Провожать они меня не стали. Каждому нужно было подумать о чём-то своём.
Кабинет генерала был в конце коридора второго этажа. Я поднимался по лестнице — медленно, ступенька за ступенькой, без перил. Каждый шаг — как шаг. Не больше. Глухой стук керамопластовой насадки на трости — и когда только Яков успел — задавал неспешный темп.
Наверное, я боялся и тянул время.
Зверь шёл рядом. Молчал. После вчерашнего — или позавчерашнего, я не был уверен — он стал тише. Не слабее, тише. Как будто что-то в нём перестроилось — не сломалось, именно перестроилось. Он больше не скулил. Но и не скалился. Проявлялся в моменты разговора, вопросительно поглядывал мне в глаза. Просто — был.
Дверь.
Я постучал.
— Войдите.
Жени не было.
Генерал стоял у окна. Не за столом — у окна. Смотрел на плац, на деревья, на осень, которая делала своё дело без спешки и без жалости. На нём была форма — как всегда, без единой лишней складки. Руки за спиной.
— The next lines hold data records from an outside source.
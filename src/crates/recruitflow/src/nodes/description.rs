use super::prompts::{description_prompt, optimization_prompt, parse_description};
use super::stage_failure;
use crate::capabilities::TextGenerator;
use crate::node_ids;
use crate::state::{ApprovalStatus, GenerationStatus, WorkflowState};
use async_trait::async_trait;
use std::sync::Arc;
use tracing::{debug, info};
use workflow_core::{Node, Result, StageError, StageKind};

/// Drafts the job description from the hiring manager's input
pub struct GenerateDescription {
    text: Arc<dyn TextGenerator>,
}

impl GenerateDescription {
    pub fn new(text: Arc<dyn TextGenerator>) -> Self {
        Self { text }
    }
}

#[async_trait]
impl Node<WorkflowState> for GenerateDescription {
    async fn execute(&self, state: &WorkflowState) -> Result<WorkflowState> {
        let description = &state.description;
        if description.status == GenerationStatus::Completed {
            debug!(job_id = %state.job_id, revision = description.revision, "Description already generated");
            return Ok(state.clone());
        }
        if description.generation_attempts >= state.limits.max_generation_attempts {
            return Err(StageError::generation(format!(
                "gave up after {} attempts",
                description.generation_attempts
            ))
            .into());
        }

        let prompt = description_prompt(&description.input, description.feedback.as_deref());
        let text = self
            .text
            .generate(&prompt)
            .await
            .map_err(|e| stage_failure(StageKind::Generation, node_ids::GENERATE_DESCRIPTION, e))?;
        let (title, sections) = parse_description(&text).map_err(StageError::generation)?;

        let next = state.update(|s| {
            let d = &mut s.description;
            d.title = Some(title);
            d.sections = sections;
            d.status = GenerationStatus::Completed;
            d.approval_status = ApprovalStatus::Pending;
            d.revision += 1;
            d.generation_attempts += 1;
            s.prescreening.questions = d.input.prescreening_questions.clone();
        })?;

        info!(
            job_id = %state.job_id,
            revision = next.description.revision,
            attempt = next.description.generation_attempts,
            "Description generated"
        );
        Ok(next)
    }
}

/// Rewrites a live description to attract more applicants
pub struct OptimizeDescription {
    text: Arc<dyn TextGenerator>,
}

impl OptimizeDescription {
    pub fn new(text: Arc<dyn TextGenerator>) -> Self {
        Self { text }
    }
}

#[async_trait]
impl Node<WorkflowState> for OptimizeDescription {
    async fn execute(&self, state: &WorkflowState) -> Result<WorkflowState> {
        if !state.description.has_body() {
            return Err(StageError::generation("no description to optimize").into());
        }

        let text = self
            .text
            .generate(&optimization_prompt(state))
            .await
            .map_err(|e| stage_failure(StageKind::Generation, node_ids::OPTIMIZE_DESCRIPTION, e))?;
        let (title, sections) = parse_description(&text).map_err(StageError::generation)?;

        let next = state.update(|s| {
            s.description.title = Some(title);
            s.description.sections = sections;
            s.description.revision += 1;
            s.description.optimization_attempts += 1;
            s.applicants.monitoring_rounds = 0;
        })?;

        info!(
            job_id = %state.job_id,
            revision = next.description.revision,
            optimization = next.description.optimization_attempts,
            "Description optimized"
        );
        Ok(next)
    }
}

#[cfg(test)]
mod tests {
    use super::*;
    use crate::capabilities::{CapabilityError, CapabilityResult, TemplateTextGenerator};
    use crate::state::{JobInput, StateUpdate, WorkflowLimits};
    use std::sync::atomic::{AtomicUsize, Ordering};
    use workflow_core::WorkflowError;

    struct Counting {
        calls: AtomicUsize,
        fail: Option<CapabilityError>,
    }

    impl Counting {
        fn ok() -> Arc<Self> {
            Arc::new(Self {
                calls: AtomicUsize::new(0),
                fail: None,
            })
        }

        fn failing(error: CapabilityError) -> Arc<Self> {
            Arc::new(Self {
                calls: AtomicUsize::new(0),
                fail: Some(error),
            })
        }
    }

    #[async_trait]
    impl TextGenerator for Counting {
        async fn generate(&self, prompt: &str) -> CapabilityResult<String> {
            self.calls.fetch_add(1, Ordering::SeqCst);
            match &self.fail {
                Some(e) => Err(e.clone()),
                None => TemplateTextGenerator.generate(prompt).await,
            }
        }
    }

    fn state() -> WorkflowState {
        let input = JobInput {
            role_title: "Site Reliability Engineer".to_string(),
            department: "Infrastructure".to_string(),
            company_name: "Acme".to_string(),
            company_description: None,
            key_requirements: vec!["Linux".to_string()],
            nice_to_have: vec![],
            experience_years: 3,
            location: Some("Berlin".to_string()),
            prescreening_questions: vec!["On-call experience?".to_string()],
        };
        WorkflowState::new("sre-1", input, WorkflowLimits::default()).unwrap()
    }

    #[tokio::test]
    async fn test_generation_fills_description() {
        let text = Counting::ok();
        let node = GenerateDescription::new(text.clone());
        let out = node.execute(&state()).await.unwrap();

        assert_eq!(out.description.title.as_deref(), Some("Site Reliability Engineer"));
        assert_eq!(out.description.status, GenerationStatus::Completed);
        assert_eq!(out.description.approval_status, ApprovalStatus::Pending);
        assert_eq!(out.description.revision, 1);
        assert_eq!(out.prescreening.questions, vec!["On-call experience?".to_string()]);
        assert_eq!(text.calls.load(Ordering::SeqCst), 1);
    }

    #[tokio::test]
    async fn test_reentry_is_byte_identical() {
        let text = Counting::ok();
        let node = GenerateDescription::new(text.clone());
        let once = node.execute(&state()).await.unwrap();
        let twice = node.execute(&once).await.unwrap();

        assert_eq!(serde_json::to_string(&once).unwrap(), serde_json::to_string(&twice).unwrap());
        assert_eq!(text.calls.load(Ordering::SeqCst), 1);
    }

    #[tokio::test]
    async fn test_regeneration_uses_feedback() {
        let node = GenerateDescription::new(Counting::ok());
        let first = node.execute(&state()).await.unwrap();
        let rejected = first
            .apply(&StateUpdate::regenerate_description("mention the on-call rota"))
            .unwrap();
        let second = node.execute(&rejected).await.unwrap();

        assert_eq!(second.description.revision, 2);
        assert_eq!(second.description.approval_status, ApprovalStatus::Pending);
        assert!(second
            .description
            .sections
            .iter()
            .any(|s| s.body.contains("mention the on-call rota")));
    }

    #[tokio::test]
    async fn test_generation_attempt_limit() {
        let exhausted = state().update(|s| s.description.generation_attempts = 3).unwrap();
        let err = GenerateDescription::new(Counting::ok())
            .execute(&exhausted)
            .await
            .unwrap_err();
        assert!(matches!(err, WorkflowError::Stage(ref e) if e.kind == StageKind::Generation));
    }

    #[tokio::test]
    async fn test_collaborator_failure_is_generation_error() {
        let node = GenerateDescription::new(Counting::failing(CapabilityError::unavailable("llm", "overloaded")));
        let err = node.execute(&state()).await.unwrap_err();
        assert_eq!(err.to_string(), "Description generation failed: llm unavailable: overloaded");
    }

    #[tokio::test]
    async fn test_optimization_bumps_revision_and_resets_rounds() {
        let generated = GenerateDescription::new(Counting::ok()).execute(&state()).await.unwrap();
        let waiting = generated
            .update(|s| {
                s.description.approval_status = ApprovalStatus::Approved;
                s.applicants.monitoring_rounds = 2;
            })
            .unwrap();

        let out = OptimizeDescription::new(Counting::ok()).execute(&waiting).await.unwrap();
        assert_eq!(out.description.revision, 2);
        assert_eq!(out.description.optimization_attempts, 1);
        assert_eq!(out.applicants.monitoring_rounds, 0);
        assert_eq!(out.description.approval_status, ApprovalStatus::Approved);
        assert_eq!(out.description.sections.last().unwrap().heading, "Why Apply");
    }

    #[tokio::test]
    async fn test_optimization_requires_description() {
        let err = OptimizeDescription::new(Counting::ok()).execute(&state()).await.unwrap_err();
        assert!(matches!(err, WorkflowError::Stage(_)));
    }
}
Я немного позавидовал — он знает куда их деть.
Тюрин обернулся.
Посмотрел на меня. На ботинки — задержал взгляд на секунду. На руки — тёмные полоски под кожей. На лицо — следы Таниных ударов, которые, наверное, ещё не сошли.
Ничего не сказал. Ждал.
Я прошёл три шага до середины кабинета. Три неуставных шага. С тростью. Три шага на девятисантиметровой подошве. Три шага, в которых было всё — хромота, боль, и упрямство, с которым я ходил все эти годы.
Встал на колени.
Механики не было. Компенсации не было. Правая нога согнулась больнее левой — как и положено ноге, которая на семь сантиметров короче. Колени ударились в пол — оба, разом. Полыхнуло внутренним огнём. Контраст с ледяным керамогранитом.
Положил трость.
Снял фуражку. Держал на согнутой руке.
Тюрин не пошевелился.
— Простите, — сказал я.
Одно слово. Переполненная чаша. Я не планировал говорить больше — и не смог остановиться.
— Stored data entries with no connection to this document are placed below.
//! recruitflow CLI
//!
//! Drives hiring workflows against the configured checkpoint store, or
//! serves the HTTP API with `recruitflow serve`.

use anyhow::Context;
use clap::{Parser, Subcommand, ValueEnum};
use recruitflow::api::{create_router, models::CheckpointSummary};
use recruitflow::config::{ConfigLoader, LogFormat, LoggingConfig};
use recruitflow::{node_ids, ApprovalStatus, CandidateRef, JobInput, JobStatus, RecruitConfig, RecruitmentService};
use std::path::{Path, PathBuf};
use tracing_subscriber::EnvFilter;

#[derive(Parser)]
#[command(name = "recruitflow")]
#[command(about = "Recruitflow - resumable hiring pipelines", long_about = None)]
#[command(version = env!("CARGO_PKG_VERSION"))]
struct Cli {
    /// Use this config file instead of the user and project locations
    #[arg(short, long, global = true)]
    config: Option<PathBuf>,

    /// Print results as JSON
    #[arg(long, global = true)]
    json: bool,

    #[command(subcommand)]
    command: Commands,
}

#[derive(Subcommand)]
enum Commands {
    /// Serve the HTTP API
    Serve {
        /// Override the configured bind address, e.g. 0.0.0.0:9000
        #[arg(long)]
        bind: Option<String>,
    },

    /// Create a job and generate its description
    Create {
        /// Job id (a UUID is generated when omitted)
        #[arg(long)]
        id: Option<String>,
        /// Read the job input from a JSON file instead of flags
        #[arg(long, conflicts_with_all = ["title", "department", "company"])]
        file: Option<PathBuf>,
        #[arg(long, required_unless_present = "file")]
        title: Option<String>,
        #[arg(long, required_unless_present = "file")]
        department: Option<String>,
        #[arg(long, required_unless_present = "file")]
        company: Option<String>,
        #[arg(long)]
        company_description: Option<String>,
        /// Key requirement (repeatable)
        #[arg(long = "requirement")]
        requirements: Vec<String>,
        /// Nice-to-have skill (repeatable)
        #[arg(long = "nice-to-have")]
        nice_to_have: Vec<String>,
        #[arg(long, default_value_t = 0)]
        experience_years: u32,
        #[arg(long)]
        location: Option<String>,
        /// Prescreening question (repeatable)
        #[arg(long = "question")]
        questions: Vec<String>,
    },

    /// Show where a job stands
    Status { job_id: String },

    /// Print the latest full snapshot of a job
    Show { job_id: String },

    /// List checkpoints, newest first
    History {
        job_id: String,
        #[arg(short, long)]
        limit: Option<usize>,
    },

    /// Approve the generated description
    Approve { job_id: String },

    /// Ask for a new description
    Regenerate {
        job_id: String,
        /// What to change
        #[arg(short, long)]
        feedback: String,
    },

    /// Record an applicant
    AddApplicant {
        job_id: String,
        /// Candidate id
        #[arg(long)]
        id: String,
        #[arg(long)]
        name: String,
        #[arg(long, default_value = "")]
        profile: String,
        /// Score already assigned by the source, in [0, 1]
        #[arg(long)]
        score: Option<f64>,
    },

    /// Approve the shortlist
    ApproveShortlist { job_id: String },

    /// Reject the shortlist and wait for more applicants
    RejectShortlist { job_id: String },

    /// Record the recruiter's prescreening review
    Review {
        job_id: String,
        #[arg(value_enum)]
        decision: Decision,
    },

    /// Wake a job parked at an approval without changing it
    Nudge { job_id: String },

    /// Stop a job for good
    Abandon {
        job_id: String,
        #[arg(short, long, default_value = "abandoned by operator")]
        reason: String,
    },

    /// Resume a job from an earlier checkpoint
    Rerun { job_id: String, sequence: u64 },

    /// Re-enter the node the latest checkpoint points at
    Recover { job_id: String },
}

#[derive(Clone, Copy, ValueEnum)]
enum Decision {
    Approve,
    Reject,
}

impl From<Decision> for ApprovalStatus {
    fn from(decision: Decision) -> Self {
        match decision {
            Decision::Approve => ApprovalStatus::Approved,
            Decision::Reject => ApprovalStatus::Rejected,
        }
    }
}

#[tokio::main]
async fn main() -> anyhow::Result<()> {
    let cli = Cli::parse();

    let config = match &cli.config {
        Some(path) => ConfigLoader::load_file(path).await?,
        None => ConfigLoader::new().load().await?,
    };
    init_tracing(&config.logging);

    let service = RecruitmentService::from_config(&config).await?;

    match cli.command {
        Commands::Serve { bind } => serve(service, &config, bind).await,
        Commands::Create {
            id,
            file,
            title,
            department,
            company,
            company_description,
            requirements,
            nice_to_have,
            experience_years,
            location,
            questions,
        } => {
            let input = match file {
                Some(path) => read_input(&path).await?,
                None => JobInput {
                    role_title: title.unwrap_or_default(),
                    department: department.unwrap_or_default(),
                    company_name: company.unwrap_or_default(),
                    company_description,
                    key_requirements: requirements,
                    nice_to_have,
                    experience_years,
                    location,
                    prescreening_questions: questions,
                },
            };
            let status = match id {
                Some(id) => service.create_job_with_id(&id, input).await?,
                None => service.create_job(input).await?,
            };
            print_status(&status, cli.json)
        }
        Commands::Status { job_id } => print_status(&service.job_status(&job_id).await?, cli.json),
        Commands::Show { job_id } => {
            let state = service.job_state(&job_id).await?;
            println!("{}", serde_json::to_string_pretty(&state)?);
            Ok(())
        }
        Commands::History { job_id, limit } => {
            let history = service.history(&job_id, limit).await?;
            let summaries: Vec<CheckpointSummary> = history.iter().map(CheckpointSummary::from).collect();
            if cli.json {
                println!("{}", serde_json::to_string_pretty(&summaries)?);
                return Ok(());
            }
            println!("{:<6} {:<8} {:<28} {:<26} {}", "Seq", "Source", "Node", "Written", "Note");
            println!("{}", "-".repeat(90));
            for entry in summaries {
                println!(
                    "{:<6} {:<8} {:<28} {:<26} {}",
                    entry.sequence,
                    entry.source.to_string(),
                    entry.current_node.as_deref().unwrap_or("-"),
                    entry.written_at.format("%Y-%m-%d %H:%M:%S%.3f").to_string(),
                    entry.note.as_deref().unwrap_or("")
                );
            }
            Ok(())
        }
        Commands::Approve { job_id } => print_status(&service.approve_description(&job_id).await?, cli.json),
        Commands::Regenerate { job_id, feedback } => {
            print_status(&service.regenerate_description(&job_id, &feedback).await?, cli.json)
        }
        Commands::AddApplicant {
            job_id,
            id,
            name,
            profile,
            score,
        } => {
            let mut candidate = CandidateRef::new(id, name, profile);
            candidate.score = score;
            let before = service.job_status(&job_id).await?;
            if before.current_node != node_ids::AWAIT_APPLICATIONS {
                eprintln!(
                    "note: job is at '{}'; the applicant is only kept until this process exits",
                    before.current_node
                );
            }
            print_status(&service.add_applicants(&job_id, vec![candidate]).await?, cli.json)
        }
        Commands::ApproveShortlist { job_id } => print_status(&service.approve_shortlist(&job_id).await?, cli.json),
        Commands::RejectShortlist { job_id } => print_status(&service.reject_shortlist(&job_id).await?, cli.json),
        Commands::Review { job_id, decision } => {
            print_status(&service.record_review(&job_id, decision.into()).await?, cli.json)
        }
        Commands::Nudge { job_id } => print_status(&service.nudge(&job_id).await?, cli.json),
        Commands::Abandon { job_id, reason } => print_status(&service.abandon_job(&job_id, &reason).await?, cli.json),
        Commands::Rerun { job_id, sequence } => print_status(&service.rerun_job(&job_id, sequence).await?, cli.json),
        Commands::Recover { job_id } => print_status(&service.recover_job(&job_id).await?, cli.json),
    }
}

fn init_tracing(logging: &LoggingConfig) {
    let filter = EnvFilter::try_from_default_env().unwrap_or_else(|_| EnvFilter::new(&logging.level));
    let builder = tracing_subscriber::fmt()
        .with_env_filter(filter)
        .with_writer(std::io::stderr);
    match logging.format {
        LogFormat::Compact => builder.compact().init(),
        LogFormat::Pretty => builder.pretty().init(),
    }
}

async fn serve(service: RecruitmentService, config: &RecruitConfig, bind: Option<String>) -> anyhow::Result<()> {
    let address = bind.unwrap_or_else(|| config.server.bind_address());
    let listener = tokio::net::TcpListener::bind(&address)
        .await
        .with_context(|| format!("failed to bind {}", address))?;
    tracing::info!(address = %address, "Serving recruitflow API");

    axum::serve(listener, create_router(service))
        .with_graceful_shutdown(async {
            let _ = tokio::signal::ctrl_c().await;
            tracing::info!("Shutdown signal received");
        })
        .await?;
    Ok(())
}

async fn read_input(path: &Path) -> anyhow::Result<JobInput> {
    let content = tokio::fs::read_to_string(path)
        .await
        .with_context(|| format!("failed to read {}", path.display()))?;
    serde_json::from_str(&content).with_context(|| format!("invalid job input in {}", path.display()))
}

fn print_status(status: &JobStatus, json: bool) -> anyhow::Result<()> {
    if json {
        println!("{}", serde_json::to_string_pretty(status)?);
        return Ok(());
    }
    println!("Job:        {}", status.job_id);
    println!("Node:       {}", status.current_node);
    println!("Status:     {}", status.status);
    println!("Checkpoint: {}", status.sequence);
    if let Some(message) = &status.error_message {
        println!("Error:      {}", message);
    }
    Ok(())
}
— За пять лет. За обиды, которые... — голос подвёл, сорвался, пришлось переждать, давя в себе лишнее, — которые не стоили тех людей, которых я мог найти, спасти, вытащить. За офицера, который решил, что его боль важнее службы.
Тишина.
— Восемнадцатилетняя девочка оказалась взрослее меня. — Я смотрел в пол. — Она сказала «так было нужно» — и пошла утешать чужого ей человека. А я пять лет сидел во дворе и бил шайбы в деревянный щит, лелея свою ненужность.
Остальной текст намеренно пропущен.